**Instructions to follow**
The records sit below. Return every line in them that holds the word "derive".

####################

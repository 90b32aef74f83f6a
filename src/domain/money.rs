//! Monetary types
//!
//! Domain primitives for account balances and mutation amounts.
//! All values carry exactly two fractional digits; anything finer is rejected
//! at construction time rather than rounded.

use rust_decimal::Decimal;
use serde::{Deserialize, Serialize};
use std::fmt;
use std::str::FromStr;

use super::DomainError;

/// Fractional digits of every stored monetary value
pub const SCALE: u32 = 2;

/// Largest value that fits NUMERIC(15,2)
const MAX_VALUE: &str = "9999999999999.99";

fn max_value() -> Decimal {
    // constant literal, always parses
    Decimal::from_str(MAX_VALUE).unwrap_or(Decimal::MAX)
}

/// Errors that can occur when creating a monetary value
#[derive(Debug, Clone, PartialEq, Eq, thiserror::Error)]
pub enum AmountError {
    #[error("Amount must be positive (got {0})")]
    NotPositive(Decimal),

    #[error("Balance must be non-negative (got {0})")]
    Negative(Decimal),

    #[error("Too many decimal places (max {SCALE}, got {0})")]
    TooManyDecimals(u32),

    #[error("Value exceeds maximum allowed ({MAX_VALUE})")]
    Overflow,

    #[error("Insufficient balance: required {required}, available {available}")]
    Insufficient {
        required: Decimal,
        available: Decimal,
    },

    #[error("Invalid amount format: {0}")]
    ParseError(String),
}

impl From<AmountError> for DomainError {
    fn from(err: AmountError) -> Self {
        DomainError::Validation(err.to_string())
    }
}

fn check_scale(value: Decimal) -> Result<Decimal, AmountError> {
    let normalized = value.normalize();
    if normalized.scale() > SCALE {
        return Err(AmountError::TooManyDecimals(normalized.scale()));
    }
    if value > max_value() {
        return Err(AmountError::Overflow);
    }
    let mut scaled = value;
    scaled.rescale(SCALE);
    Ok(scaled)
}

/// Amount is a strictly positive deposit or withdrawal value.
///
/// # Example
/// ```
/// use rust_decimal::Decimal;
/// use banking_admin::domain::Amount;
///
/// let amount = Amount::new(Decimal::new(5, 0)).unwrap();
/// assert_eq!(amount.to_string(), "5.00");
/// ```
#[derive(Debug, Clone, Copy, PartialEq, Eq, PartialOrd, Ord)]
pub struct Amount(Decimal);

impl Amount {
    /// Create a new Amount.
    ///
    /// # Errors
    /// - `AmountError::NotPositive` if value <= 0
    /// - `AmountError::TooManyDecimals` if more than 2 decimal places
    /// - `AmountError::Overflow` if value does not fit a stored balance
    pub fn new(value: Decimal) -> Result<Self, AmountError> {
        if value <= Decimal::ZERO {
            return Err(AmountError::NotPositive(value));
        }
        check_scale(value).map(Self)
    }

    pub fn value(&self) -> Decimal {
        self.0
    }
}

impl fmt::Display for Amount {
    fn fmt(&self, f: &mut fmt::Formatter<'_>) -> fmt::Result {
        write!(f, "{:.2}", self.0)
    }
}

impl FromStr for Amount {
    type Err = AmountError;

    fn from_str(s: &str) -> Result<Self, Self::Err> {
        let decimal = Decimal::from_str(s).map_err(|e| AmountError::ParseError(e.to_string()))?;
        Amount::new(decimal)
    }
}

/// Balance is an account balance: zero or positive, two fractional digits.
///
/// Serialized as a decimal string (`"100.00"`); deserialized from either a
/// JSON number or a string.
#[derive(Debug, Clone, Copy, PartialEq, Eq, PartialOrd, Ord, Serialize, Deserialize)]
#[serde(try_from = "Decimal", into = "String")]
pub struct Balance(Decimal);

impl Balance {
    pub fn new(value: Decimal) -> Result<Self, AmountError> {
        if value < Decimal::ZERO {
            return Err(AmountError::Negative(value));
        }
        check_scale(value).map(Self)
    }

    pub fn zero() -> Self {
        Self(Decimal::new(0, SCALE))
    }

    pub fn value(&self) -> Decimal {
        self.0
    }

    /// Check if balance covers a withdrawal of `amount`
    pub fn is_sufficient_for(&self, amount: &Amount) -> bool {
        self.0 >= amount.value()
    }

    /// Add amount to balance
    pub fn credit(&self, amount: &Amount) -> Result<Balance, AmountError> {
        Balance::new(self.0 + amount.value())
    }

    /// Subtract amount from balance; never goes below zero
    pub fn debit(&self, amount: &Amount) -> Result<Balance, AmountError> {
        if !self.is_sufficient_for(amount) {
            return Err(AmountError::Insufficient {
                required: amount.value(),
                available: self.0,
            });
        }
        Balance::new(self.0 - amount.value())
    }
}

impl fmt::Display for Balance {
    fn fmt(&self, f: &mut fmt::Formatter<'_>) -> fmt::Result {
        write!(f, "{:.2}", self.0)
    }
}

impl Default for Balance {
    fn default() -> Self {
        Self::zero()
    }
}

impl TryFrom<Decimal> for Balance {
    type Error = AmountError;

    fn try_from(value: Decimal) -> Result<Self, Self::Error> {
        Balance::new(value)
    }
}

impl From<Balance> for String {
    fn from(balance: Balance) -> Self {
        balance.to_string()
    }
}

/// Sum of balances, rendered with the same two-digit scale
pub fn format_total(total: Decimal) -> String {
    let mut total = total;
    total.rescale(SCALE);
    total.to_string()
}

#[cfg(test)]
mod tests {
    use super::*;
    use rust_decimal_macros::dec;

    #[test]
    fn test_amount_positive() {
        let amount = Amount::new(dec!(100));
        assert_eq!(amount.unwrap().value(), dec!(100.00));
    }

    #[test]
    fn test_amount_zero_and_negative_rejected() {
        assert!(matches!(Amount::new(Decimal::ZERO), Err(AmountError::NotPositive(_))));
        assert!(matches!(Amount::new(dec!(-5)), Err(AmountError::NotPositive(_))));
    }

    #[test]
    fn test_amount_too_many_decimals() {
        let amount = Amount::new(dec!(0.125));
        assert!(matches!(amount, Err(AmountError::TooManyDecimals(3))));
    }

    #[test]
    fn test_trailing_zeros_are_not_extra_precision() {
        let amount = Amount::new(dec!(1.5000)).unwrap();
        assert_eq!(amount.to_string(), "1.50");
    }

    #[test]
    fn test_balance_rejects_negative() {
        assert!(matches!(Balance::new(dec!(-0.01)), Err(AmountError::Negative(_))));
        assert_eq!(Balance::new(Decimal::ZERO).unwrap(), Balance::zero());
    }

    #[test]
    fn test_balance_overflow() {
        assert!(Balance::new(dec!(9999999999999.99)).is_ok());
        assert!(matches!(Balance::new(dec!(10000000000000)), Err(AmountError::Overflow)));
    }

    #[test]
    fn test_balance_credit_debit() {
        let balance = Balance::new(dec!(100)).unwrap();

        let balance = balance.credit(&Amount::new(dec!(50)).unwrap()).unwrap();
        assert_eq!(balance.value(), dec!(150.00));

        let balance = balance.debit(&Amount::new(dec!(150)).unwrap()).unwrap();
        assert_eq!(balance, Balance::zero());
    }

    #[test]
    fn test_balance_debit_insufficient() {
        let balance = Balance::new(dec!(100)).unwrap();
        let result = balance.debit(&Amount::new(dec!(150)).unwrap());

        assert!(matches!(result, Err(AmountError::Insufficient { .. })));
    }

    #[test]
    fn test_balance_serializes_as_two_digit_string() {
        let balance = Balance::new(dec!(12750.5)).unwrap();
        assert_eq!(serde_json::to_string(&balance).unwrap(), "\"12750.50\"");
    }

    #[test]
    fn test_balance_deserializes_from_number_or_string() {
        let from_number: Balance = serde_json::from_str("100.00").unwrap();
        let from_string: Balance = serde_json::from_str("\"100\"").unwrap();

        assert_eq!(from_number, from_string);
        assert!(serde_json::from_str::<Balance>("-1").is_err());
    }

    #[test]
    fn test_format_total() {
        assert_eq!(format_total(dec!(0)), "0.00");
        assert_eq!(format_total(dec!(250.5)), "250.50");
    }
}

####################

**Task solution**
#[derive(Debug, Clone, PartialEq, Eq, thiserror::Error)]
#[derive(Debug, Clone, Copy, PartialEq, Eq, PartialOrd, Ord)]
#[derive(Debug, Clone, Copy, PartialEq, Eq, PartialOrd, Ord, Serialize, Deserialize)]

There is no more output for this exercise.